The table below gives the equilibrium temperatures we obtained with various disk covers, water layers, and lamp covers. For more details, including annotated graphs of temperature versus time, see here.
Here are two highlights from the results. First, a 100-μm film of water on the top surface of our brass disk, contained beneath a cover of kitchen cling-film so that it cannot evaporate, causes the disk to cool by 1.7°C. The water film is a far more efficient radiator than shiny brass. Second, we observe negative feedback during the radiative cooling. Most of the heat from the lamp leaves the disk by convection through the top surface, so as the water film cools the top surface by radiation, the convection slows down, and heat is held back inside the disk. As a result, we see a gradual decline in temperature instead of a first-order exponential step. (You can see this decline after Point 10 in this graph.) The negative feedback, and the fact that a thicker film of water acts as a thermal insulator, make our observation of radiative cooling at the top surface hard to perform.
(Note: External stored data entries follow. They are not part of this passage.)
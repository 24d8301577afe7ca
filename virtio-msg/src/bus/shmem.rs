//! Shared-memory SPSC carrier (spec.md §4.2), grounded on
//! `examples/original_source/hw/virtio/virtio-msg-bus-ivshmem.c`: a
//! doorbell region plus two ring regions, notified over an interrupt line
//! rather than a byte stream.
//!
//! The original binds the doorbell to a PCI BAR and the interrupt to INTx,
//! both owned by VFIO (out of scope per spec.md §1: "OS facilities for
//! VFIO/PCI ... consumed through narrow adapter interfaces"). In-process,
//! the three regions are a real `MAP_SHARED` anonymous mapping rather than
//! plain heap memory, following the same `libc::mmap` pattern
//! `bao-virtio-dm`'s `device.rs` uses for its guest shared-memory region.
//! The INTx line is an [`EventFd`], the notifier primitive
//! `examples/other_examples` uses throughout for virtio transports (e.g.
//! `bao-virtio-dm`'s `device.rs`, `craton`'s `transport/mmio.rs`).

use std::sync::atomic::{AtomicU32, Ordering};
use std::sync::Arc;

use vmm_sys_util::eventfd::{EventFd, EFD_NONBLOCK};

use crate::bus::Carrier;
use crate::config::ShmemConfig;
use crate::error::{Error, Result};
use crate::msg::Msg;
use crate::spsc::SpscRing;

/// Doorbell register layout (spec.md §6, grounded on `IVD_BAR0_*` in
/// `virtio-msg-bus-ivshmem.c`).
const INTR_MASK: usize = 0x0;
const INTR_STATUS: usize = 0x4;
const IV_POSITION: usize = 0x8;
const DOORBELL: usize = 0xc;

const RING_REGION_LEN: usize = 4096;
const DOORBELL_REGION_LEN: usize = 4096;

/// An anonymous `MAP_SHARED` mapping, standing in for the BAR-backed region
/// the original maps via VFIO. `MAP_SHARED` (rather than `MAP_PRIVATE`) is
/// the part worth keeping even in-process: it is what makes the two
/// `ShmemCarrier` ends in a pair observe each other's writes without a
/// copy, same as the real BAR.
struct MmapRegion {
    ptr: *mut u8,
    len: usize,
}

impl MmapRegion {
    fn new(len: usize) -> Result<Self> {
        let ptr = unsafe {
            libc::mmap(
                std::ptr::null_mut(),
                len,
                libc::PROT_READ | libc::PROT_WRITE,
                libc::MAP_SHARED | libc::MAP_ANONYMOUS,
                -1,
                0,
            )
        };
        if ptr == libc::MAP_FAILED {
            return Err(Error::Io(std::io::Error::last_os_error()));
        }
        Ok(MmapRegion {
            ptr: ptr as *mut u8,
            len,
        })
    }
}

impl std::ops::Deref for MmapRegion {
    type Target = [u8];
    fn deref(&self) -> &[u8] {
        unsafe { std::slice::from_raw_parts(self.ptr, self.len) }
    }
}

impl Drop for MmapRegion {
    fn drop(&mut self) {
        unsafe {
            libc::munmap(self.ptr as *mut libc::c_void, self.len);
        }
    }
}

// Safe to share across threads: the region is fixed-size and every access
// to its contents goes through the atomics in `doorbell_reg`/`SpscRing`.
unsafe impl Send for MmapRegion {}
unsafe impl Sync for MmapRegion {}

struct Regions {
    driver_ring: MmapRegion,
    device_ring: MmapRegion,
    doorbell: MmapRegion,
}

fn doorbell_reg(doorbell: &[u8], off: usize) -> &AtomicU32 {
    unsafe { &*(doorbell.as_ptr().add(off) as *const AtomicU32) }
}

/// One endpoint of a shared-memory bus. Two carriers created by
/// [`new_pair`] share the same backing regions; each owns one ring as
/// producer and the other as consumer, per spec.md §3 ("Sender owns its
/// ring's producer index, receiver owns its consumer index").
pub struct ShmemCarrier {
    is_driver: bool,
    tx: SpscRing,
    rx: SpscRing,
    regions: Arc<Regions>,
    /// Signalled by the peer's `notify()`; polled by this endpoint's event
    /// loop to know when to call `process()`.
    local_irq: EventFd,
    /// Clone of the peer's `local_irq`, used to raise its INTx line.
    peer_irq: EventFd,
    remote_vmid: u16,
}

impl ShmemCarrier {
    /// Build a connected pair (driver endpoint, device endpoint) sharing
    /// one set of regions. `cfg.remote_vmid` is the doorbell tag each side
    /// writes when notifying the other (spec.md §6 `remote_vmid`).
    pub fn new_pair(cfg: &ShmemConfig) -> Result<(ShmemCarrier, ShmemCarrier)> {
        let remote_vmid = cfg.remote_vmid;
        let regions = Arc::new(Regions {
            driver_ring: MmapRegion::new(RING_REGION_LEN)?,
            device_ring: MmapRegion::new(RING_REGION_LEN)?,
            doorbell: MmapRegion::new(DOORBELL_REGION_LEN)?,
        });

        let driver_irq = EventFd::new(EFD_NONBLOCK)?;
        let device_irq = EventFd::new(EFD_NONBLOCK)?;

        let driver_tx = unsafe {
            SpscRing::new(
                regions.driver_ring.as_ptr() as *mut u8,
                regions.driver_ring.len(),
            )
        };
        let driver_rx = unsafe {
            SpscRing::new(
                regions.device_ring.as_ptr() as *mut u8,
                regions.device_ring.len(),
            )
        };

        let driver = ShmemCarrier {
            is_driver: true,
            tx: driver_tx,
            rx: driver_rx,
            regions: Arc::clone(&regions),
            local_irq: driver_irq.try_clone()?,
            peer_irq: device_irq.try_clone()?,
            remote_vmid,
        };
        let device = ShmemCarrier {
            is_driver: false,
            tx: unsafe {
                SpscRing::new(
                    regions.device_ring.as_ptr() as *mut u8,
                    regions.device_ring.len(),
                )
            },
            rx: unsafe {
                SpscRing::new(
                    regions.driver_ring.as_ptr() as *mut u8,
                    regions.driver_ring.len(),
                )
            },
            regions,
            local_irq: device_irq,
            peer_irq: driver_irq,
            remote_vmid,
        };
        if cfg.reset_queues {
            driver.reset_queues();
            device.reset_queues();
        }
        Ok((driver, device))
    }

    /// Zero both rings, honouring the `reset_queues` config option
    /// (spec.md §6).
    pub fn reset_queues(&self) {
        self.tx.reset();
        self.rx.reset();
    }

    /// Edge-driven INTx handler (spec.md §4.2 "Interrupt path"):
    /// test-and-clear the notifier, ack `INTR_STATUS`, let the caller drain
    /// via `process()`, then unmask. Returns `true` if the line had fired —
    /// a miss is safe because `process()` always drains to empty.
    pub fn ack_interrupt(&self) -> bool {
        let fired = self.local_irq.read().is_ok();
        doorbell_reg(&self.regions.doorbell, INTR_STATUS).store(0, Ordering::Release);
        fired
    }

    pub fn interrupt_fd(&self) -> &EventFd {
        &self.local_irq
    }
}

impl Carrier for ShmemCarrier {
    fn is_driver(&self) -> bool {
        self.is_driver
    }

    fn try_send(&self, msg: &Msg) -> bool {
        self.tx.try_enqueue(msg)
    }

    fn notify(&self) {
        doorbell_reg(&self.regions.doorbell, DOORBELL)
            .store((self.remote_vmid as u32) << 16, Ordering::Release);
        doorbell_reg(&self.regions.doorbell, IV_POSITION).store(1, Ordering::Relaxed);
        let _ = self.peer_irq.write(1);
    }

    fn try_recv(&self, out: &mut Msg) -> bool {
        self.rx.try_dequeue(out)
    }
}

// `INTR_MASK` is part of the register layout contract (spec.md §6) even
// though this in-process carrier never masks the line; kept so the offset
// table stays complete for anyone wiring a real BAR behind this carrier.
#[allow(dead_code)]
const _: usize = INTR_MASK;

#[cfg(test)]
mod tests {
    use super::*;
    use crate::codec::{pack_device_info_req, pack_device_info_resp};
    use crate::msg::is_response_for;

    #[test]
    fn pair_exchanges_messages_and_notifies() {
        let cfg = ShmemConfig {
            remote_vmid: 7,
            ..ShmemConfig::default()
        };
        let (driver, device) = ShmemCarrier::new_pair(&cfg).unwrap();
        let req = pack_device_info_req(0);
        assert!(driver.try_send(&req));
        driver.notify();

        assert!(device.ack_interrupt());
        let mut got = Msg::default();
        assert!(device.try_recv(&mut got));
        assert_eq!(got.id, req.id);

        let resp = pack_device_info_resp(0, 1, 1, 0x554d4551);
        assert!(device.try_send(&resp));
        device.notify();

        assert!(driver.ack_interrupt());
        let mut got_resp = Msg::default();
        assert!(driver.try_recv(&mut got_resp));
        assert!(is_response_for(&req, &got_resp));
    }
}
With cling-film and a syringe, we can now reproduce the effect at will. But a better choice would be to coat the bottom surface of the brass with water, and that's what we will do next.
Nevertheless, what we have shown is that a water film cools down an object that is being heated by visible and near infrared light, but which is itself a poor radiator of far infrared. We have also shown that simple systems like our brass disk and lamp can exhibit negative feedback.